8. Da imaginação surge a ganância, e com a ganância a mente fica
estupefata; surge apego à estupefação e assim não há libertação do nascimento e
morte.
9. Por causa de lucro seres sencientes são destruídos, pela carne é dado
dinheiro, isto é uma ação errônea e a ação irá maturar nos infernos.
10. Aquele que come carne, ignorando as palavras do Muni, tem uma mente
maldosa; ele é apontado nos ensinamentos do Sakya como o destruidor do
bem-estar dos dois mundos.
11. Esses causadores de mal irão para os mais terríveis infernos;
comedores de carne serão jogados em horríveis infernos, tais como o Raurava,
etc..
12. Não há carne que possa ser considerada pura, seja ela não premeditada,
não pedida e não impelida. Portanto, deixe de comer carne.
13. Que o iogue não coma carne, é proibido por mim assim como pelos Budas;
Seres que se alimentam uns dos outros renascerão entre os animais carnívoros.
14. Aquele que come carne cheira mal, é desdenhoso e privado de
inteligência; ele nascerá novamente e novamente nas famílias de Candala,
Pukkasa e Domba.
15. O consumo de carne é rejeitado por mim em sutras como o Hastikakshya,
o Mahamegha, o Nirvana, o Anglimalika e este, o Lankavatara.
16. O consumo de carne é condenado pelos Budas, Bodhisattvas e Sravakas;
se alguém devora a carne sem sentir-se envergonhado, para sempre esta pessoa
será insensata.
17. Aquele que evita a carne, etc., nascerá, por causa disso, na família
dos Brâmanes, dos Iogues, dotado com conhecimento e bem-estar.
18. Que a pessoa evite todo tipo de consumo de carne, ignorando o que
outros possam dizer; esses teóricos que nasceram em famílias carnívoras não
entendem nada.
19. Assim como a ganância é um impedimento para a libertação; da mesma
forma, consumir carne, licor, etc., também são impedimentos.
20. Poderá haver uma época em que as pessoas passem a fazer tolas
afirmações sobre o consumo de carne, dizendo: “A carne é própria para se comer
e permitida pelo Buda”.
21. “Comer carne é uma medicina”; novamente, lembre que é a carne de uma
criança; siga as medidas corretas e seja avesso à carne.
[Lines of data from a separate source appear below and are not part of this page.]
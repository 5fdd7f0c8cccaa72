//! Configuration for the ID token verification service.

use std::time::Duration;

/// Provider and transport constants.
pub mod api {
    use std::time::Duration;

    /// Google's JSON Web Key Set endpoint.
    pub const GOOGLE_JWKS_URL: &str = "https://www.googleapis.com/oauth2/v3/certs";

    /// Issuer claim used by Google Identity Services.
    pub const GOOGLE_ISSUER: &str = "https://accounts.google.com";

    /// Route the verify endpoint is mounted on.
    pub const VERIFY_PATH: &str = "/api/auth/google/verify";

    /// Request timeout for a single HTTP attempt.
    pub const REQUEST_TIMEOUT: Duration = Duration::from_secs(10);

    /// Connection timeout.
    pub const CONNECT_TIMEOUT: Duration = Duration::from_secs(5);

    /// Upper bound on one key-set fetch, retries included.
    pub const FETCH_TIMEOUT: Duration = Duration::from_secs(15);

    /// How long a fetched key set is trusted before it is reloaded (1 hour).
    pub const JWKS_CACHE_TTL: Duration = Duration::from_secs(3600);

    /// Minimum spacing between forced refreshes triggered by unknown key ids.
    pub const MIN_REFRESH_INTERVAL: Duration = Duration::from_secs(30);

    /// Tolerated clock skew for `iat`, `nbf` and `exp`.
    pub const CLOCK_SKEW: Duration = Duration::from_secs(60);

    /// Retries for transient JWKS fetch failures.
    pub const JWKS_MAX_RETRIES: u32 = 2;

    /// Maximum idle connections kept per host.
    pub const MAX_KEEPALIVE: usize = 4;

    /// Keepalive expiry.
    pub const KEEPALIVE_EXPIRY: Duration = Duration::from_secs(30);
}

/// Service configuration.
#[derive(Debug, Clone)]
pub struct Config {
    /// OAuth client id; the audience every token must carry.
    pub client_id: String,

    /// Expected `iss` claim.
    pub issuer: String,

    /// Remote JWKS endpoint.
    pub jwks_url: String,

    /// Route for the verify endpoint.
    pub verify_path: String,

    /// Whether the HTTP verify endpoint is mounted.
    pub enable_server_verify: bool,

    /// Per-attempt request timeout.
    pub request_timeout: Duration,

    /// Connection timeout.
    pub connect_timeout: Duration,

    /// Overall bound on a key-set fetch.
    pub fetch_timeout: Duration,

    /// Key-set cache TTL.
    pub jwks_cache_ttl: Duration,

    /// Minimum interval between forced key-set refreshes.
    pub min_refresh_interval: Duration,

    /// Clock skew tolerance for time-based claims.
    pub clock_skew: Duration,

    /// Retries for transient JWKS failures.
    pub jwks_max_retries: u32,
}

impl Config {
    /// Create a configuration for Google Identity Services with the given client id.
    #[must_use]
    pub fn new(client_id: impl Into<String>) -> Self {
        Self {
            client_id: client_id.into(),
            issuer: api::GOOGLE_ISSUER.to_string(),
            jwks_url: api::GOOGLE_JWKS_URL.to_string(),
            verify_path: api::VERIFY_PATH.to_string(),
            enable_server_verify: true,
            request_timeout: api::REQUEST_TIMEOUT,
            connect_timeout: api::CONNECT_TIMEOUT,
            fetch_timeout: api::FETCH_TIMEOUT,
            jwks_cache_ttl: api::JWKS_CACHE_TTL,
            min_refresh_interval: api::MIN_REFRESH_INTERVAL,
            clock_skew: api::CLOCK_SKEW,
            jwks_max_retries: api::JWKS_MAX_RETRIES,
        }
    }

    /// Create a test configuration pointing the JWKS endpoint at a mock server.
    #[must_use]
    pub fn for_testing(base_url: &str) -> Self {
        Self {
            client_id: "client-123".to_string(),
            issuer: api::GOOGLE_ISSUER.to_string(),
            jwks_url: format!("{}/oauth2/v3/certs", base_url),
            verify_path: api::VERIFY_PATH.to_string(),
            enable_server_verify: true,
            request_timeout: Duration::from_secs(2),
            connect_timeout: Duration::from_secs(1),
            fetch_timeout: Duration::from_secs(2),
            jwks_cache_ttl: Duration::from_secs(300),
            min_refresh_interval: Duration::ZERO, // Every unknown kid may refresh
            clock_skew: api::CLOCK_SKEW,
            jwks_max_retries: 0,
        }
    }

    /// Create configuration from environment variables.
    ///
    /// `GOOGLE_CLIENT_ID` is required; `OIDC_ISSUER`, `JWKS_URL`, `VERIFY_PATH`
    /// and `ENABLE_SERVER_VERIFY` override the defaults.
    ///
    /// # Errors
    ///
    /// Returns error if the client id is missing or a variable is invalid.
    pub fn from_env() -> anyhow::Result<Self> {
        let client_id = std::env::var("GOOGLE_CLIENT_ID")
            .map_err(|_| anyhow::anyhow!("GOOGLE_CLIENT_ID is not set"))?;

        let mut config = Self::new(client_id);
        if let Ok(issuer) = std::env::var("OIDC_ISSUER") {
            config.issuer = issuer;
        }
        if let Ok(jwks_url) = std::env::var("JWKS_URL") {
            config.jwks_url = jwks_url;
        }
        if let Ok(path) = std::env::var("VERIFY_PATH") {
            config.verify_path = path;
        }
        if let Ok(flag) = std::env::var("ENABLE_SERVER_VERIFY") {
            config.enable_server_verify = parse_flag(&flag)
                .ok_or_else(|| anyhow::anyhow!("ENABLE_SERVER_VERIFY must be true or false"))?;
        }

        config.validate()?;
        Ok(config)
    }

    /// Check the configuration for values that would make verification unsound.
    ///
    /// # Errors
    ///
    /// Returns error on an empty client id or issuer, an unparseable JWKS URL,
    /// or a verify path that does not start with `/`.
    pub fn validate(&self) -> anyhow::Result<()> {
        if self.client_id.trim().is_empty() {
            anyhow::bail!("client id must not be empty");
        }
        if self.issuer.trim().is_empty() {
            anyhow::bail!("issuer must not be empty");
        }
        url::Url::parse(&self.jwks_url)
            .map_err(|e| anyhow::anyhow!("invalid JWKS URL '{}': {e}", self.jwks_url))?;
        if !self.verify_path.starts_with('/') {
            anyhow::bail!("verify path must start with '/'");
        }
        Ok(())
    }

    /// Clock skew in whole seconds.
    #[must_use]
    pub const fn leeway_secs(&self) -> i64 {
        self.clock_skew.as_secs() as i64
    }
}

fn parse_flag(value: &str) -> Option<bool> {
    match value.trim().to_ascii_lowercase().as_str() {
        "1" | "true" | "yes" | "on" => Some(true),
        "0" | "false" | "no" | "off" => Some(false),
        _ => None,
    }
}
22. O consumo de carne é proibido por mim em todo lugar e em todos os
tempos para aqueles que estão procurando desenvolver a compaixão; aquele que
come carne renascerá como um leão, tigre, lobo, etc.
23. Portanto, não coma carne, tal ato causara terror entre as pessoas,
pois impede que surja a verdade da libertação; Deixar de comer carne – este é o
ensinamento dos Sábios.
Aqui termina o oitavo capítulo, “Sobre o consumo de carne”, do Sutra
Lankavatara, a essência do ensinamento de todos os Budas.